◆ Provided data:

----

//! Message broker publishing.
//!
//! This module contains:
//! - `BrokerConnector` / `BrokerConnection` / `BrokerChannel` traits: the broker session seam
//! - `Exchange`: a declared direct exchange bound to a channel
//! - `BrokerPublisher`: lazily connects, caches exchanges and publishes events
//! - Naming helpers deriving exchange and routing key from an event name
//! - Implementations: AMQP (RabbitMQ), Mock

use std::sync::Arc;

use async_trait::async_trait;

use crate::config::BrokerCredentials;
use crate::event;

// Implementation modules
#[cfg(feature = "amqp")]
pub mod amqp;
pub mod mock;
mod publisher;

// Re-exports
#[cfg(feature = "amqp")]
pub use amqp::AmqpConnector;
pub use mock::{MockBroker, PublishedMessage};
pub use publisher::BrokerPublisher;

// ============================================================================
// Traits
// ============================================================================

/// Result type for broker operations.
pub type Result<T> = std::result::Result<T, BrokerError>;

/// Errors that can occur talking to the broker.
#[derive(Debug, thiserror::Error)]
pub enum BrokerError {
    #[error("Connection failed: {0}")]
    Connection(String),

    #[error("Channel failed: {0}")]
    Channel(String),

    #[error("Exchange declaration failed: {0}")]
    Declare(String),

    #[error("Publish failed: {0}")]
    Publish(String),

    #[error("Failed to serialize message: {0}")]
    Serialize(#[from] serde_json::Error),

    #[error("Broker session already closed")]
    Closed,
}

/// Opens broker connections.
#[async_trait]
pub trait BrokerConnector: Send + Sync {
    /// Establish a connection with the given credentials.
    async fn connect(&self, credentials: &BrokerCredentials) -> Result<Arc<dyn BrokerConnection>>;
}

/// An open broker connection.
#[async_trait]
pub trait BrokerConnection: Send + Sync {
    /// Open a channel on this connection.
    async fn open_channel(&self) -> Result<Arc<dyn BrokerChannel>>;

    /// Gracefully close the connection.
    async fn close(&self) -> Result<()>;
}

/// A channel on a broker connection.
#[async_trait]
pub trait BrokerChannel: Send + Sync {
    /// Declare a direct exchange.
    async fn declare_direct_exchange(&self, name: &str) -> Result<()>;

    /// Publish a message body to an exchange.
    async fn publish(&self, exchange: &str, routing_key: &str, body: &[u8]) -> Result<()>;
}

/// A declared direct exchange.
///
/// Direct exchanges deliver to queues bound with exactly the message's
/// routing key.
#[derive(Clone)]
pub struct Exchange {
    name: String,
    channel: Arc<dyn BrokerChannel>,
}

impl Exchange {
    /// Declare `name` on `channel` and return a handle to it.
    pub async fn declare(channel: Arc<dyn BrokerChannel>, name: &str) -> Result<Self> {
        channel.declare_direct_exchange(name).await?;
        Ok(Self {
            name: name.to_string(),
            channel,
        })
    }

    pub fn name(&self) -> &str {
        &self.name
    }

    pub async fn publish(&self, body: &[u8], routing_key: &str) -> Result<()> {
        self.channel.publish(&self.name, routing_key, body).await
    }
}

impl std::fmt::Debug for Exchange {
    fn fmt(&self, f: &mut std::fmt::Formatter<'_>) -> std::fmt::Result {
        f.debug_struct("Exchange").field("name", &self.name).finish()
    }
}

// ============================================================================
// Naming
// ============================================================================

/// Exchange for an event: `{application_name}.events.{domain}`.
///
/// e.g. `peatio.events.market`, `peatio.events.model`
pub fn exchange_name(application_name: &str, event_name: &str) -> String {
    format!("{}.events.{}", application_name, event::domain(event_name))
}

/// Routing key for an event: every segment after the domain.
///
/// e.g. `market.btcusd.order_created` routes as `btcusd.order_created`;
/// a single-segment name routes with the empty key.
pub fn routing_key(event_name: &str) -> &str {
    event::routing_suffix(event_name)
}

#[cfg(test)]
mod tests {
    use super::*;

    #[test]
    fn test_exchange_name_uses_first_segment() {
        assert_eq!(
            exchange_name("event_api", "push_notify.withdraw.succeed"),
            "event_api.events.push_notify"
        );
        assert_eq!(
            exchange_name("svc", "model.account.created"),
            "svc.events.model"
        );
    }

    #[test]
    fn test_routing_key_is_remaining_segments() {
        assert_eq!(routing_key("push_notify.withdraw.succeed"), "withdraw.succeed");
        assert_eq!(routing_key("withdraw.succeed"), "succeed");
    }

    #[test]
    fn test_trailing_dots_do_not_reach_routing_key() {
        assert_eq!(routing_key("withdraw.succeed."), "succeed");
        assert_eq!(routing_key("withdraw.."), "");
        assert_eq!(exchange_name("svc", "withdraw.."), "svc.events.withdraw");
    }

    #[test]
    fn test_single_segment_event() {
        assert_eq!(exchange_name("svc", "heartbeat"), "svc.events.heartbeat");
        assert_eq!(routing_key("heartbeat"), "");
    }
}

----

◆ Exercise objective:
Could you copy out every record above exactly as it appears?

◆ Response below:
//! Message broker publishing.
//!
//! This module contains:
//! - `BrokerConnector` / `BrokerConnection` / `BrokerChannel` traits: the broker session seam
//! - `Exchange`: a declared direct exchange bound to a channel
//! - `BrokerPublisher`: lazily connects, caches exchanges and publishes events
//! - Naming helpers deriving exchange and routing key from an event name
//! - Implementations: AMQP (RabbitMQ), Mock

use std::sync::Arc;

use async_trait::async_trait;

use crate::config::BrokerCredentials;
use crate::event;

// Implementation modules
#[cfg(feature = "amqp")]
pub mod amqp;
pub mod mock;
mod publisher;

// Re-exports
#[cfg(feature = "amqp")]
pub use amqp::AmqpConnector;
pub use mock::{MockBroker, PublishedMessage};
pub use publisher::BrokerPublisher;

// ============================================================================
// Traits
// ============================================================================

/// Result type for broker operations.
pub type Result<T> = std::result::Result<T, BrokerError>;

/// Errors that can occur talking to the broker.
#[derive(Debug, thiserror::Error)]
pub enum BrokerError {
    #[error("Connection failed: {0}")]
    Connection(String),

    #[error("Channel failed: {0}")]
    Channel(String),

    #[error("Exchange declaration failed: {0}")]
    Declare(String),

    #[error("Publish failed: {0}")]
    Publish(String),

    #[error("Failed to serialize message: {0}")]
    Serialize(#[from] serde_json::Error),

    #[error("Broker session already closed")]
    Closed,
}

/// Opens broker connections.
#[async_trait]
pub trait BrokerConnector: Send + Sync {
    /// Establish a connection with the given credentials.
    async fn connect(&self, credentials: &BrokerCredentials) -> Result<Arc<dyn BrokerConnection>>;
}

/// An open broker connection.
#[async_trait]
pub trait BrokerConnection: Send + Sync {
    /// Open a channel on this connection.
    async fn open_channel(&self) -> Result<Arc<dyn BrokerChannel>>;

    /// Gracefully close the connection.
    async fn close(&self) -> Result<()>;
}

/// A channel on a broker connection.
#[async_trait]
pub trait BrokerChannel: Send + Sync {
    /// Declare a direct exchange.
    async fn declare_direct_exchange(&self, name: &str) -> Result<()>;

    /// Publish a message body to an exchange.
    async fn publish(&self, exchange: &str, routing_key: &str, body: &[u8]) -> Result<()>;
}

/// A declared direct exchange.
///
/// Direct exchanges deliver to queues bound with exactly the message's
/// routing key.
#[derive(Clone)]
pub struct Exchange {
    name: String,
    channel: Arc<dyn BrokerChannel>,
}

impl Exchange {
    /// Declare `name` on `channel` and return a handle to it.
    pub async fn declare(channel: Arc<dyn BrokerChannel>, name: &str) -> Result<Self> {
        channel.declare_direct_exchange(name).await?;
        Ok(Self {
            name: name.to_string(),
            channel,
        })
    }

    pub fn name(&self) -> &str {
        &self.name
    }

    pub async fn publish(&self, body: &[u8], routing_key: &str) -> Result<()> {
        self.channel.publish(&self.name, routing_key, body).await
    }
}

impl std::fmt::Debug for Exchange {
    fn fmt(&self, f: &mut std::fmt::Formatter<'_>) -> std::fmt::Result {
        f.debug_struct("Exchange").field("name", &self.name).finish()
    }
}

// ============================================================================
// Naming
// ============================================================================

/// Exchange for an event: `{application_name}.events.{domain}`.
///
/// e.g. `peatio.events.market`, `peatio.events.model`
pub fn exchange_name(application_name: &str, event_name: &str) -> String {
    format!("{}.events.{}", application_name, event::domain(event_name))
}

/// Routing key for an event: every segment after the domain.
///
/// e.g. `market.btcusd.order_created` routes as `btcusd.order_created`;
/// a single-segment name routes with the empty key.
pub fn routing_key(event_name: &str) -> &str {
    event::routing_suffix(event_name)
}

#[cfg(test)]
mod tests {
    use super::*;

    #[test]
    fn test_exchange_name_uses_first_segment() {
        assert_eq!(
            exchange_name("event_api", "push_notify.withdraw.succeed"),
            "event_api.events.push_notify"
        );
        assert_eq!(
            exchange_name("svc", "model.account.created"),
            "svc.events.model"
        );
    }

    #[test]
    fn test_routing_key_is_remaining_segments() {
        assert_eq!(routing_key("push_notify.withdraw.succeed"), "withdraw.succeed");
        assert_eq!(routing_key("withdraw.succeed"), "succeed");
    }

    #[test]
    fn test_trailing_dots_do_not_reach_routing_key() {
        assert_eq!(routing_key("withdraw.succeed."), "succeed");
        assert_eq!(routing_key("withdraw.."), "");
        assert_eq!(exchange_name("svc", "withdraw.."), "svc.events.withdraw");
    }

    #[test]
    fn test_single_segment_event() {
        assert_eq!(exchange_name("svc", "heartbeat"), "svc.events.heartbeat");
        assert_eq!(routing_key("heartbeat"), "");
    }
}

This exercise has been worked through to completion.